── Material provided ──
/// Trailing-window re-fetch that repairs gaps and vendor revisions
use std::collections::BTreeMap;
use std::sync::Arc;

use tracing::info;

use crate::error::Result;
use crate::sync::history::HistorySyncEngine;
use crate::sync::planner::trailing_window;
use crate::sync::report::SyncReport;
use crate::types::Frequency;
use crate::utils::Clock;

pub struct IntegrityScanner {
    engine: Arc<HistorySyncEngine>,
    clock: Arc<dyn Clock>,
}

impl IntegrityScanner {
    pub fn new(engine: Arc<HistorySyncEngine>, clock: Arc<dyn Clock>) -> Self {
        IntegrityScanner { engine, clock }
    }

    /// Window in days for a frequency; overrides win over configured defaults
    pub fn window_days(&self, frequency: Frequency, overrides: &BTreeMap<Frequency, i64>) -> i64 {
        overrides
            .get(&frequency)
            .copied()
            .or_else(|| self.engine.settings().integrity_window(frequency))
            .unwrap_or(0)
    }

    /// Re-run fetch and upsert over `[now - window, now]` for every frequency
    /// with a positive window. Watermarks only ever move forward, so this is
    /// safe to repeat.
    pub async fn scan(
        &self,
        symbols: &[String],
        frequencies: &[Frequency],
        overrides: &BTreeMap<Frequency, i64>,
        dry_run: bool,
    ) -> Result<Vec<SyncReport>> {
        let today = self.clock.today();
        let mut reports = Vec::new();

        for &frequency in frequencies {
            let days = self.window_days(frequency, overrides);
            let min_start = self.engine.settings().min_start(frequency);
            let Some((start, end)) = trailing_window(days, min_start, today) else {
                info!("⏭️  Integrity scan skips {} (window {} days)", frequency, days);
                continue;
            };

            info!("🔍 Integrity scan {} over {}..{} ({} days)", frequency, start, end, days);
            let report = self
                .engine
                .sync_range("integrity", frequency, symbols, start, end, dry_run)
                .await?;
            report.log_summary();
            reports.push(report);
        }

        Ok(reports)
    }
}

#[cfg(test)]
mod tests {
    use super::*;
    use crate::budget::CallBudget;
    use crate::config::HistoryConfig;
    use crate::data::{BarRepository, BarStore, SymbolRepository, SymbolStore};
    use crate::sources::testing::{daily_row, ScriptedHistorySource};
    use crate::sync::retry::RetryPolicy;
    use crate::utils::ManualClock;
    use chrono::NaiveDate;

    fn d(y: i32, m: u32, day: u32) -> NaiveDate {
        NaiveDate::from_ymd_opt(y, m, day).unwrap()
    }

    #[tokio::test]
    async fn test_scan_refetches_trailing_windows() {
        let clock = Arc::new(ManualClock::at_local(d(2024, 6, 15).and_hms_opt(20, 0, 0).unwrap()));
        let source = Arc::new(ScriptedHistorySource::new());
        let bars = BarStore::in_memory().shared();
        let symbols = SymbolStore::in_memory().shared();
        let budget = Arc::new(CallBudget::in_memory(100, clock.clone()));
        symbols
            .update_watermark("sh.600000", Frequency::Daily, d(2024, 6, 14))
            .await
            .unwrap();

        let settings = HistoryConfig {
            minute_start_date: d(2024, 6, 10),
            ..HistoryConfig::default()
        };
        let engine = HistorySyncEngine::new(
            source.clone(),
            bars.clone(),
            symbols.clone(),
            budget,
            settings,
            clock.clone(),
        )
        .with_retry(RetryPolicy::none());
        let scanner = IntegrityScanner::new(Arc::new(engine), clock);

        // Revised close for a day already covered by the watermark
        source.push_rows(
            "sh.600000",
            Frequency::Daily,
            vec![daily_row("sh.600000", "2024-06-03", 10.5, None)],
        );

        let mut overrides = BTreeMap::new();
        overrides.insert(Frequency::Monthly, 0);
        let reports = scanner
            .scan(
                &["sh.600000".to_string()],
                &[Frequency::Daily, Frequency::Monthly, Frequency::Minute5],
                &overrides,
                false,
            )
            .await
            .unwrap();

        assert_eq!(reports.len(), 2);
        let calls = source.calls();
        assert_eq!(calls[0].1, Frequency::Daily);
        assert_eq!((calls[0].2, calls[0].3), (d(2024, 5, 16), d(2024, 6, 15)));
        // Minute window clamped to the minute start date
        assert_eq!((calls[1].2, calls[1].3), (d(2024, 6, 10), d(2024, 6, 15)));

        assert_eq!(bars.count(Some(Frequency::Daily)).await.unwrap(), 1);
        assert_eq!(
            symbols.get_watermark("sh.600000", Frequency::Daily).await.unwrap(),
            Some(d(2024, 6, 14))
        );
    }
}
/// Minimum spacing between vendor requests
use std::sync::Arc;
use std::time::Duration;
use tokio::sync::Mutex;
use tokio::time::Instant;

/// Spaces calls at least `interval` apart across all workers.
///
/// Independent of the daily call budget: the budget caps volume, the pacer caps rate.
#[derive(Clone)]
pub struct RequestPacer {
    interval: Duration,
    next_slot: Arc<Mutex<Option<Instant>>>,
}

impl RequestPacer {
    pub fn new(interval: Duration) -> Self {
        RequestPacer {
            interval,
            next_slot: Arc::new(Mutex::new(None)),
        }
    }

    /// Pacer that never waits
    pub fn unlimited() -> Self {
        Self::new(Duration::ZERO)
    }

    pub fn interval(&self) -> Duration {
        self.interval
    }

    /// Reserve the next slot and sleep until it opens.
    ///
    /// The lock only covers the reservation, not the sleep.
    pub async fn acquire(&self) {
        if self.interval.is_zero() {
            return;
        }

        let wait_until = {
            let mut next = self.next_slot.lock().await;
            let now = Instant::now();
            let slot = match *next {
                Some(at) if at > now => at,
                _ => now,
            };
            *next = Some(slot + self.interval);
            slot
        };

        tokio::time::sleep_until(wait_until).await;
    }
}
───
▶ [Task]: Only the lines from the beginning of the data above through the line containing "start, end, days);" should be repeated, exactly as they appear.

▶ [Response below]:
/// Trailing-window re-fetch that repairs gaps and vendor revisions
use std::collections::BTreeMap;
use std::sync::Arc;

use tracing::info;

use crate::error::Result;
use crate::sync::history::HistorySyncEngine;
use crate::sync::planner::trailing_window;
use crate::sync::report::SyncReport;
use crate::types::Frequency;
use crate::utils::Clock;

pub struct IntegrityScanner {
    engine: Arc<HistorySyncEngine>,
    clock: Arc<dyn Clock>,
}

impl IntegrityScanner {
    pub fn new(engine: Arc<HistorySyncEngine>, clock: Arc<dyn Clock>) -> Self {
        IntegrityScanner { engine, clock }
    }

    /// Window in days for a frequency; overrides win over configured defaults
    pub fn window_days(&self, frequency: Frequency, overrides: &BTreeMap<Frequency, i64>) -> i64 {
        overrides
            .get(&frequency)
            .copied()
            .or_else(|| self.engine.settings().integrity_window(frequency))
            .unwrap_or(0)
    }

    /// Re-run fetch and upsert over `[now - window, now]` for every frequency
    /// with a positive window. Watermarks only ever move forward, so this is
    /// safe to repeat.
    pub async fn scan(
        &self,
        symbols: &[String],
        frequencies: &[Frequency],
        overrides: &BTreeMap<Frequency, i64>,
        dry_run: bool,
    ) -> Result<Vec<SyncReport>> {
        let today = self.clock.today();
        let mut reports = Vec::new();

        for &frequency in frequencies {
            let days = self.window_days(frequency, overrides);
            let min_start = self.engine.settings().min_start(frequency);
            let Some((start, end)) = trailing_window(days, min_start, today) else {
                info!("⏭️  Integrity scan skips {} (window {} days)", frequency, days);
                continue;
            };

            info!("🔍 Integrity scan {} over {}..{} ({} days)", frequency, start, end, days);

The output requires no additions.